Épuration obligée

Nous parlons souvent, trop souvent pour ne rien dire, ou en vain. Nous nous épuisons à ce jeu là. Les conditions sans doute ne se prêtent guère à faire renaître en nous nos rêves, soit que nous sommes tenus à l’écart, soit que nous nous replions sur nous-mêmes, sans oser affronter le froid glacé ou les pesanteurs des tâches, comme si nous avions perdu les énergies qui nous permettent de vivre ou d’espérer, sachant combien le temps est infranchissable. Pourtant, il y a les arbres nos alliés précieux, même si la montée est raide, presque verticale. Et nous sommes à bout de souffle. Voyez cependant derrière la vitre de nos rêves la beauté et la renaissance des désirs ou de l’amour, de la jeunesse, et des rapports possibles qui rendent la vie heureuse.
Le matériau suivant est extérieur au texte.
//! Tenant tokens.
//!
//! A tenant token is an HS256 JWT signed with a search API key. The engine
//! applies its `searchRules` on top of the key's own permissions, which lets a
//! backend hand out scoped search access without creating keys.

use crate::{Error, Result};
use chrono::{DateTime, Utc};
use jsonwebtoken::{EncodingKey, Header, encode};
use secrecy::{ExposeSecret, SecretString};
use serde::{Deserialize, Serialize};

/// API key used to sign tenant tokens.
pub struct SigningKey {
    /// Key uid, sent as the `apiKeyUid` claim.
    pub uid: String,
    /// Key value, used as the HMAC secret.
    pub key: SecretString,
}

impl SigningKey {
    /// Creates a signing key.
    #[must_use]
    pub fn new(uid: impl Into<String>, key: SecretString) -> Self {
        Self {
            uid: uid.into(),
            key,
        }
    }
}

/// Claims carried by a tenant token.
#[derive(Debug, Clone, PartialEq, Serialize, Deserialize)]
#[serde(rename_all = "camelCase")]
pub struct TenantClaims {
    /// Per-index search rules, e.g. `{"movies": {"filter": "user = 1"}}`.
    pub search_rules: serde_json::Value,
    /// Uid of the signing key.
    pub api_key_uid: String,
    /// Expiry in Unix seconds. Absent for tokens that never expire.
    #[serde(skip_serializing_if = "Option::is_none", default)]
    pub exp: Option<i64>,
}

/// Parses an RFC 3339 expiry such as `2030-01-01T00:00:00Z`.
///
/// # Errors
///
/// Returns [`Error::InvalidInput`] if the date cannot be parsed.
pub fn parse_expiry(value: &str) -> Result<DateTime<Utc>> {
    DateTime::parse_from_rfc3339(value)
        .map(|dt| dt.with_timezone(&Utc))
        .map_err(|e| Error::InvalidInput(format!("invalid expiry date `{value}`: {e}")))
}

/// Signs a tenant token.
///
/// `expires_at` is truncated to whole seconds.
///
/// # Errors
///
/// Returns [`Error::InvalidInput`] if `search_rules` is neither an object nor
/// an array, and [`Error::OperationFailed`] if signing fails.
pub fn create_tenant_token(
    search_rules: serde_json::Value,
    api_key: &SigningKey,
    expires_at: Option<DateTime<Utc>>,
) -> Result<String> {
    if !(search_rules.is_object() || search_rules.is_array()) {
        return Err(Error::InvalidInput(
            "search rules must be a JSON object or array".to_string(),
        ));
    }
    if expires_at.is_some_and(|exp| exp <= Utc::now()) {
        tracing::warn!(api_key_uid = %api_key.uid, "tenant token expiry is in the past");
    }

    let claims = TenantClaims {
        search_rules,
        api_key_uid: api_key.uid.clone(),
        exp: expires_at.map(|dt| dt.timestamp()),
    };

    encode(
        &Header::default(),
        &claims,
        &EncodingKey::from_secret(api_key.key.expose_secret().as_bytes()),
    )
    .map_err(|e| Error::operation("create_tenant_token", e))
}
//! Page arithmetic over an offset/limit listing.

/// Pagination state for an offset-based listing. Pages are 1-based.
#[derive(Debug, Clone, Copy, PartialEq, Eq)]
pub struct Pagination {
    offset: usize,
    items_per_page: usize,
    total_items: usize,
}

impl Pagination {
    /// Creates pagination at offset zero.
    #[must_use]
    pub const fn new(items_per_page: usize, total_items: usize) -> Self {
        Self {
            offset: 0,
            items_per_page,
            total_items,
        }
    }

    /// Current offset.
    #[must_use]
    pub const fn offset(&self) -> usize {
        self.offset
    }

    /// Items per page.
    #[must_use]
    pub const fn items_per_page(&self) -> usize {
        self.items_per_page
    }

    /// Total number of items.
    #[must_use]
    pub const fn total_items(&self) -> usize {
        self.total_items
    }

    /// Moves to an offset.
    pub fn set_offset(&mut self, offset: usize) {
        self.offset = offset;
    }

    /// Changes the page size and returns to the first page.
    pub fn set_items_per_page(&mut self, items_per_page: usize) {
        self.items_per_page = items_per_page;
        self.offset = 0;
    }

    /// Updates the total, e.g. after a new search.
    pub fn set_total_items(&mut self, total_items: usize) {
        self.total_items = total_items;
    }

    const fn is_degenerate(&self) -> bool {
        self.items_per_page == 0 || self.total_items == 0
    }

    /// Last page number; 1 when there is nothing to page.
    #[must_use]
    pub const fn last_page(&self) -> usize {
        if self.is_degenerate() {
            return 1;
        }
        self.total_items.div_ceil(self.items_per_page)
    }

    /// Page number for the current offset. An offset inside a page counts
    /// as the following page.
    #[must_use]
    pub const fn current_page(&self) -> usize {
        if self.is_degenerate() {
            return 1;
        }
        (self.offset + self.items_per_page).div_ceil(self.items_per_page)
    }

    /// Page before the current one, never below 1.
    #[must_use]
    pub const fn previous_page(&self) -> usize {
        let current = self.current_page();
        if current <= 1 { 1 } else { current - 1 }
    }

    /// Page after the current one, never past the last.
    #[must_use]
    pub const fn next_page(&self) -> usize {
        let current = self.current_page();
        if current >= self.last_page() {
            self.last_page()
        } else {
            current + 1
        }
    }

    /// Offset at which `page` starts.
    #[must_use]
    pub const fn page_offset(&self, page: usize) -> usize {
        self.items_per_page.saturating_mul(page.saturating_sub(1))
    }

    /// Moves to the start of `page`.
    pub fn go_to_page(&mut self, page: usize) {
        self.offset = self.page_offset(page);
    }
}
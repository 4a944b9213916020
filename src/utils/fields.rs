//! Display order of document fields.

/// Field names checked, in order, when picking a document's display name.
pub const NAME_FIELD_CANDIDATES: [&str; 4] = ["name", "title", "label", "id"];

/// Field ordering for a document listing.
#[derive(Debug, Clone, PartialEq, Eq)]
pub struct FieldLayout {
    primary_key: String,
    name_field: String,
    fields: Vec<String>,
}

impl FieldLayout {
    /// Builds the layout from the index fields and its primary key.
    #[must_use]
    pub fn new<I, S>(fields: I, primary_key: impl Into<String>) -> Self
    where
        I: IntoIterator<Item = S>,
        S: Into<String>,
    {
        let primary_key = primary_key.into();
        let fields: Vec<String> = fields.into_iter().map(Into::into).collect();
        let name_field = NAME_FIELD_CANDIDATES
            .iter()
            .find(|candidate| fields.iter().any(|f| f == *candidate))
            .map_or_else(|| primary_key.clone(), ToString::to_string);

        Self {
            primary_key,
            name_field,
            fields,
        }
    }

    /// Primary key.
    #[must_use]
    pub fn primary_key(&self) -> &str {
        &self.primary_key
    }

    /// Field used as a document's title.
    #[must_use]
    pub fn name_field(&self) -> &str {
        &self.name_field
    }

    /// Primary key, then name field, then the rest in their original order.
    #[must_use]
    pub fn sorted_fields(&self) -> Vec<&str> {
        let mut sorted = vec![self.primary_key.as_str()];
        if self.name_field != self.primary_key {
            sorted.push(self.name_field.as_str());
        }
        sorted.extend(
            self.fields
                .iter()
                .map(String::as_str)
                .filter(|f| *f != self.primary_key && *f != self.name_field),
        );
        sorted
    }

    /// Every field except the primary key, in original order.
    #[must_use]
    pub fn fields_without_primary_key(&self) -> Vec<&str> {
        self.fields
            .iter()
            .map(String::as_str)
            .filter(|f| *f != self.primary_key)
            .collect()
    }
}
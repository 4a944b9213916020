//! Server-side task tracking.
//!
//! Write requests are accepted by the engine as tasks. [`TaskProcessor`]
//! polls a task until it reaches a terminal status or a timeout elapses.

pub use crate::client::TaskStatus;
use crate::client::{EnqueuedTask, SearchClient, Task};
use crate::config::TasksConfig;
use crate::{Error, Result};
use std::future::Future;
use std::time::Duration;
use tokio::time::Instant;

/// Final state of a processed task.
#[derive(Debug, Clone, PartialEq, Eq)]
pub enum TaskOutcome {
    /// The task completed.
    Succeeded(Task),
    /// The task completed with an error.
    Failed(Task),
    /// The task was canceled.
    Canceled(Task),
    /// The timeout elapsed first; carries the enqueue summary.
    TimedOut(EnqueuedTask),
}

impl TaskOutcome {
    /// Returns true for [`TaskOutcome::Succeeded`].
    #[must_use]
    pub const fn is_success(&self) -> bool {
        matches!(self, Self::Succeeded(_))
    }

    /// Returns the task uid.
    #[must_use]
    pub const fn task_uid(&self) -> u64 {
        match self {
            Self::Succeeded(task) | Self::Failed(task) | Self::Canceled(task) => task.uid,
            Self::TimedOut(enqueued) => enqueued.task_uid,
        }
    }

    /// Converts anything but success into an error.
    ///
    /// # Errors
    ///
    /// [`Error::TaskFailed`] for failed or canceled tasks, [`Error::Timeout`]
    /// for timed-out ones.
    pub fn into_result(self, timeout: Duration) -> Result<Task> {
        match self {
            Self::Succeeded(task) => Ok(task),
            Self::Failed(task) | Self::Canceled(task) => Err(task_failed(&task)),
            Self::TimedOut(enqueued) => Err(Error::Timeout {
                uid: enqueued.task_uid,
                elapsed_ms: duration_ms(timeout),
            }),
        }
    }
}

fn duration_ms(duration: Duration) -> u64 {
    u64::try_from(duration.as_millis()).unwrap_or(u64::MAX)
}

/// Builds the error for a task that did not succeed.
pub(crate) fn task_failed(task: &Task) -> Error {
    Error::TaskFailed {
        uid: task.uid,
        status: task.status.to_string(),
        reason: task
            .error
            .as_ref()
            .map_or_else(|| task.task_type.clone(), |e| format!("{} ({})", e.message, e.code)),
    }
}

/// Polls tasks on a [`SearchClient`].
///
/// # Example
///
/// ```rust,ignore
/// let processor = TaskProcessor::new(&client).with_timeout(Duration::from_secs(60));
/// match processor.process(client.delete_index("movies")).await? {
///     TaskOutcome::Succeeded(task) => println!("deleted in {:?}", task.duration),
///     other => eprintln!("not deleted: {other:?}"),
/// }
/// ```
pub struct TaskProcessor<'a, C> {
    client: &'a C,
    timeout: Duration,
    interval: Duration,
}

impl<'a, C: SearchClient> TaskProcessor<'a, C> {
    /// Default time to wait for one task.
    pub const DEFAULT_TIMEOUT: Duration = Duration::from_secs(3600);

    /// Default delay between two polls.
    pub const DEFAULT_INTERVAL: Duration = Duration::from_millis(50);

    /// Creates a processor with default timings.
    #[must_use]
    pub const fn new(client: &'a C) -> Self {
        Self {
            client,
            timeout: Self::DEFAULT_TIMEOUT,
            interval: Self::DEFAULT_INTERVAL,
        }
    }

    /// Creates a processor using configured timings.
    #[must_use]
    pub const fn from_config(client: &'a C, config: &TasksConfig) -> Self {
        Self {
            client,
            timeout: config.timeout,
            interval: config.poll_interval,
        }
    }

    /// Sets the timeout.
    #[must_use]
    pub const fn with_timeout(mut self, timeout: Duration) -> Self {
        self.timeout = timeout;
        self
    }

    /// Sets the poll interval.
    #[must_use]
    pub const fn with_interval(mut self, interval: Duration) -> Self {
        self.interval = interval;
        self
    }

    /// Returns the timeout.
    #[must_use]
    pub const fn timeout(&self) -> Duration {
        self.timeout
    }

    /// Returns the client.
    #[must_use]
    pub const fn client(&self) -> &'a C {
        self.client
    }

    /// Awaits `enqueue`, then waits for the resulting task.
    ///
    /// # Errors
    ///
    /// Errors from `enqueue` or from polling. A timeout is not an error; it
    /// yields [`TaskOutcome::TimedOut`].
    pub async fn process<F>(&self, enqueue: F) -> Result<TaskOutcome>
    where
        F: Future<Output = Result<EnqueuedTask>>,
    {
        let enqueued = enqueue.await?;
        let deadline = Instant::now() + self.timeout;

        let outcome = match self.poll_until(enqueued.task_uid, deadline).await? {
            Some(task) => match task.status {
                TaskStatus::Failed => Self::failed(task),
                TaskStatus::Canceled => TaskOutcome::Canceled(task),
                _ => TaskOutcome::Succeeded(task),
            },
            None => {
                tracing::warn!(task_uid = enqueued.task_uid, timeout_ms = duration_ms(self.timeout), "task timed out");
                TaskOutcome::TimedOut(enqueued)
            },
        };

        let status = match &outcome {
            TaskOutcome::Succeeded(_) => "succeeded",
            TaskOutcome::Failed(_) => "failed",
            TaskOutcome::Canceled(_) => "canceled",
            TaskOutcome::TimedOut(_) => "timed_out",
        };
        metrics::counter!("tasks_finished_total", "status" => status).increment(1);
        Ok(outcome)
    }

    /// Awaits `enqueue` and requires the task to succeed.
    ///
    /// # Errors
    ///
    /// As [`Self::process`], plus [`Error::TaskFailed`] and [`Error::Timeout`].
    pub async fn process_ok<F>(&self, enqueue: F) -> Result<Task>
    where
        F: Future<Output = Result<EnqueuedTask>>,
    {
        self.process(enqueue).await?.into_result(self.timeout)
    }

    /// Waits for every task in `task_uids` under one shared `timeout`.
    ///
    /// Returns the finished tasks in input order, whatever their status.
    ///
    /// # Errors
    ///
    /// [`Error::Timeout`] naming the first unfinished task, or a polling error.
    pub async fn wait_for_tasks(&self, task_uids: &[u64], timeout: Duration) -> Result<Vec<Task>> {
        let started = Instant::now();
        let deadline = started + timeout;
        let mut tasks = Vec::with_capacity(task_uids.len());

        for &uid in task_uids {
            match self.poll_until(uid, deadline).await? {
                Some(task) => tasks.push(task),
                None => {
                    tracing::warn!(task_uid = uid, pending = task_uids.len() - tasks.len(), "tasks timed out");
                    return Err(Error::Timeout {
                        uid,
                        elapsed_ms: duration_ms(started.elapsed()),
                    });
                },
            }
        }
        Ok(tasks)
    }

    fn failed(task: Task) -> TaskOutcome {
        tracing::warn!(
            task_uid = task.uid,
            task_type = %task.task_type,
            error = ?task.error.as_ref().map(|e| &e.message),
            "task failed"
        );
        TaskOutcome::Failed(task)
    }

    /// Polls `uid` until it finishes. `None` once `deadline` passes.
    async fn poll_until(&self, uid: u64, deadline: Instant) -> Result<Option<Task>> {
        loop {
            let task = self.client.get_task(uid).await?;
            tracing::debug!(task_uid = uid, status = %task.status, "polled task");
            if task.status.is_finished() {
                return Ok(Some(task));
            }
            if Instant::now() >= deadline {
                return Ok(None);
            }
            tokio::time::sleep(self.interval.min(deadline.saturating_duration_since(Instant::now())))
                .await;
        }
    }
}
Nous ne savons pas ce qui se trame en secret, cela surgit inopinément, magique. Certes, les apparences sont contre nous. Comme une défaite, et des méfaits. Derrière ces nuages le soleil œuvre. Nous pouvons le penser, sans doute à condition de nous retrouver parmi d’autres, comme si nous étions un seul homme. Un seul corps, évoluant. Cette question de la pureté ou plus sûrement d’une épuration de nos sentiments, se défaisant de ce qui nous pèse, sans rien rejeter, sauf nos maux dans cette difficile ascension.